Charest brûle des feux rouges

Québec - prochaines élections 2007


Jan Wong publie un texte désobligeant pour le Québec, Jean Charest réclame des excuses avant même qu'André Boisclair n'ait le temps de se scandaliser. Le Journal de Montréal annonce que les piscines de Montréal sont insalubres, le gouvernement annonce une réglementation plus sévère avant même de savoir s'il y a un problème réel. Un viaduc s'effondre à Laval, le premier ministre mandate Pierre Marc Johnson le même jour de faire une enquête publique. Quelle mouche a donc piqué Jean Charest ? On ne le reconnaît plus. Une telle vitesse de réaction surprend, de la part d'un premier ministre généralement beaucoup plus... relaxe.
Jean Charest n'est pas un marathonien. C'est un sprinter qui s'éveille à l'approche de l'échéance électorale. À six mois, peut-être un an, des prochaines élections générales, M. Charest vient de mettre le pied sur l'accélérateur, mais il brûle les feux rouges.
La nomination de Pierre Marc Johnson à la tête de la Commission d'enquête sur le viaduc de la Concorde a été faite avec un empressement qui ressemble à de la panique. L'accident est survenu vers midi 38, samedi. M. Johnson a été contacté dès samedi après-midi par le bureau du premier ministre. On comprend que le gouvernement ait voulu démontrer qu'il avait la situation bien en main. Mais rien n'obligeait M. Charest à annoncer la nomination de M. Johnson aussi rapidement. La formation de la commission d'enquête n'aurait pas subi la critique des partis d'opposition si M. Charest avait eu la courtoisie de prévenir André Boisclair de ses intentions avant d'en faire l'annonce. Cela lui aurait permis de tâter le pouls de l'opposition officielle, et d'éviter l'embarras qui a été causé à M. Johnson.

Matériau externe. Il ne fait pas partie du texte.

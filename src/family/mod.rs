//! Distribution families: parameter layout, validation and construction.

pub mod distribution;
pub mod validate;

use std::fmt;

use crate::error::Result;
use crate::kernel::FamilyStrategy;

pub use distribution::Distribution;
pub use validate::validate;

/// How a parameter is typed at the host boundary.
#[derive(Debug, Clone, Copy, PartialEq, Eq)]
pub enum ParameterKind {
    /// Any real number, passed as `Float64`.
    Real,
    /// A non-negative integer count, passed as `Int64`.
    Count,
}

/// Name and kind of one distribution parameter.
#[derive(Debug, Clone, Copy, PartialEq, Eq)]
pub struct ParameterSpec {
    pub name: &'static str,
    pub kind: ParameterKind,
}

const fn real(name: &'static str) -> ParameterSpec {
    ParameterSpec {
        name,
        kind: ParameterKind::Real,
    }
}

const fn count(name: &'static str) -> ParameterSpec {
    ParameterSpec {
        name,
        kind: ParameterKind::Count,
    }
}

/// Supported distribution families.
#[derive(Debug, Clone, Copy, PartialEq, Eq, Hash)]
pub enum Family {
    Normal,
    LogNormal,
    Logistic,
    Exponential,
    Gamma,
    Uniform,
    Weibull,
    Bernoulli,
    Binomial,
    Poisson,
}

impl Family {
    const ALL: [Family; 10] = [
        Family::Normal,
        Family::LogNormal,
        Family::Logistic,
        Family::Exponential,
        Family::Gamma,
        Family::Uniform,
        Family::Weibull,
        Family::Bernoulli,
        Family::Binomial,
        Family::Poisson,
    ];

    /// Every family, in registration order.
    #[must_use]
    pub fn all() -> &'static [Family] {
        &Self::ALL
    }

    /// Lowercase name used as the function-name prefix.
    #[must_use]
    pub fn name(&self) -> &'static str {
        match self {
            Family::Normal => "normal",
            Family::LogNormal => "lognormal",
            Family::Logistic => "logistic",
            Family::Exponential => "exponential",
            Family::Gamma => "gamma",
            Family::Uniform => "uniform",
            Family::Weibull => "weibull",
            Family::Bernoulli => "bernoulli",
            Family::Binomial => "binomial",
            Family::Poisson => "poisson",
        }
    }

    /// Looks a family up by name.
    #[must_use]
    pub fn from_name(name: &str) -> Option<Family> {
        Self::ALL.iter().copied().find(|f| f.name() == name)
    }

    /// Parameters in call order.
    #[must_use]
    pub fn parameters(&self) -> &'static [ParameterSpec] {
        const NORMAL: [ParameterSpec; 2] = [real("mean"), real("stddev")];
        const LOCATION_SCALE: [ParameterSpec; 2] = [real("location"), real("scale")];
        const SHAPE_SCALE: [ParameterSpec; 2] = [real("shape"), real("scale")];
        const RATE: [ParameterSpec; 1] = [real("lambda")];
        const BOUNDS: [ParameterSpec; 2] = [real("lower"), real("upper")];
        const PROBABILITY: [ParameterSpec; 1] = [real("p")];
        const TRIALS: [ParameterSpec; 2] = [count("n"), real("p")];

        match self {
            Family::Normal => &NORMAL,
            Family::LogNormal | Family::Logistic => &LOCATION_SCALE,
            Family::Gamma | Family::Weibull => &SHAPE_SCALE,
            Family::Exponential | Family::Poisson => &RATE,
            Family::Uniform => &BOUNDS,
            Family::Bernoulli => &PROBABILITY,
            Family::Binomial => &TRIALS,
        }
    }

    /// Returns true for families over the integers.
    #[must_use]
    pub fn is_discrete(&self) -> bool {
        matches!(self, Family::Bernoulli | Family::Binomial | Family::Poisson)
    }
}

impl fmt::Display for Family {
    fn fmt(&self, f: &mut fmt::Formatter<'_>) -> fmt::Result {
        f.write_str(self.name())
    }
}

impl FamilyStrategy for Family {
    type Dist = Distribution;

    fn name(&self) -> &'static str {
        Family::name(self)
    }

    fn arity(&self) -> usize {
        self.parameters().len()
    }

    fn validate(&self, params: &[f64]) -> Result<()> {
        validate(*self, params)
    }

    fn construct(&self, params: &[f64]) -> Distribution {
        Distribution::make(*self, params)
    }
}

#[cfg(test)]
mod tests {
    use super::*;

    #[test]
    fn test_names_round_trip() {
        for family in Family::all() {
            assert_eq!(Family::from_name(family.name()), Some(*family));
        }
        assert_eq!(Family::from_name("cauchy"), None);
    }

    #[test]
    fn test_arity() {
        assert_eq!(FamilyStrategy::arity(&Family::Normal), 2);
        assert_eq!(FamilyStrategy::arity(&Family::Poisson), 1);
        assert_eq!(Family::Binomial.parameters()[0].kind, ParameterKind::Count);
    }

    #[test]
    fn test_discrete_families() {
        let discrete: Vec<_> = Family::all().iter().filter(|f| f.is_discrete()).collect();
        assert_eq!(
            discrete,
            vec![&Family::Bernoulli, &Family::Binomial, &Family::Poisson]
        );
    }
}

M. Charest voulait démontrer qu'il était en plein contrôle de la situation, et il a conclu, à tort, que la nomination d'un ancien premier ministre péquiste ne pourrait pas être critiquée par le PQ.

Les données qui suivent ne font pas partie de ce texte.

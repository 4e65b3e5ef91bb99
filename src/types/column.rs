//! Numeric view over a host input column.

use arrow::array::{Array, AsArray, Float64Array};
use arrow::datatypes::{DataType, Float64Type};
use datafusion::common::ScalarValue;
use datafusion::logical_expr::ColumnarValue;

use crate::error::{Result, StochasticError};

/// One input column, read as `Float64`.
///
/// `Constant` carries a single value (or null) shared by every row of the
/// batch; `Varying` carries one value per row with its own validity bitmap.
#[derive(Debug, Clone)]
pub enum Column {
    /// One value for all rows.
    Constant(Option<f64>),
    /// Independent value per row.
    Varying(Float64Array),
}

impl Column {
    /// Reads a host column, coercing numeric types to `Float64`.
    ///
    /// # Errors
    ///
    /// Returns `TypeError` for non-numeric columns.
    pub fn try_from_columnar(value: &ColumnarValue) -> Result<Self> {
        let data_type = value.data_type();
        if !(data_type.is_numeric() || data_type == DataType::Null) {
            return Err(StochasticError::TypeError {
                expected: "numeric".into(),
                actual: data_type.to_string(),
            });
        }
        match value {
            ColumnarValue::Scalar(scalar) => match scalar.cast_to(&DataType::Float64)? {
                ScalarValue::Float64(v) => Ok(Column::Constant(v)),
                other => Err(StochasticError::TypeError {
                    expected: "Float64".into(),
                    actual: other.data_type().to_string(),
                }),
            },
            ColumnarValue::Array(array) => {
                let array = arrow::compute::cast(array, &DataType::Float64)?;
                let floats = array.as_primitive_opt::<Float64Type>().ok_or_else(|| {
                    StochasticError::TypeError {
                        expected: "Float64".into(),
                        actual: array.data_type().to_string(),
                    }
                })?;
                Ok(Column::Varying(floats.clone()))
            }
        }
    }

    /// Returns true if the column has one value for all rows.
    #[must_use]
    pub fn is_constant(&self) -> bool {
        matches!(self, Column::Constant(_))
    }

    /// Returns the shared value of a constant column.
    ///
    /// The outer `Option` is `None` for varying columns; the inner one is `None`
    /// for a constant null.
    #[must_use]
    pub fn constant(&self) -> Option<Option<f64>> {
        match self {
            Column::Constant(v) => Some(*v),
            Column::Varying(_) => None,
        }
    }

    /// Resolves the value of `row`, or `None` if it is null.
    #[must_use]
    pub fn value(&self, row: usize) -> Option<f64> {
        match self {
            Column::Constant(v) => *v,
            Column::Varying(array) => {
                if array.is_null(row) {
                    None
                } else {
                    Some(array.value(row))
                }
            }
        }
    }

    /// Checks that a varying column has exactly `num_rows` values.
    ///
    /// # Errors
    ///
    /// Returns `LengthMismatch` otherwise.
    pub fn check_rows(&self, num_rows: usize) -> Result<()> {
        match self {
            Column::Varying(array) if array.len() != num_rows => {
                Err(StochasticError::LengthMismatch {
                    expected: num_rows,
                    actual: array.len(),
                })
            }
            _ => Ok(()),
        }
    }
}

M. Johnson est un homme intègre et compétent, mais rien dans ses expériences professionnelles n'en faisait un candidat nettement supérieur pour diriger cette commission d'enquête. Sa nomination devait par ailleurs répondre à d'autres exigences. Un peu comme le président des Communes et de l'Assemblée nationale, la présidence d'une commission d'enquête commande une crédibilité qui reçoit l'aval de toutes les parties concernées. Dans le cas actuel, la dissidence du PQ et de l'ADQ a pu saper la confiance de la population.
Trop pressé en affaires, Jean Charest ? Certainement dans le cas de M. Johnson.
Le même empressement a failli tourner le gouvernement en ridicule lors de la publication des reportages du Journal de Montréal sur la salubrité des piscines de la métropole, au mois d'août dernier.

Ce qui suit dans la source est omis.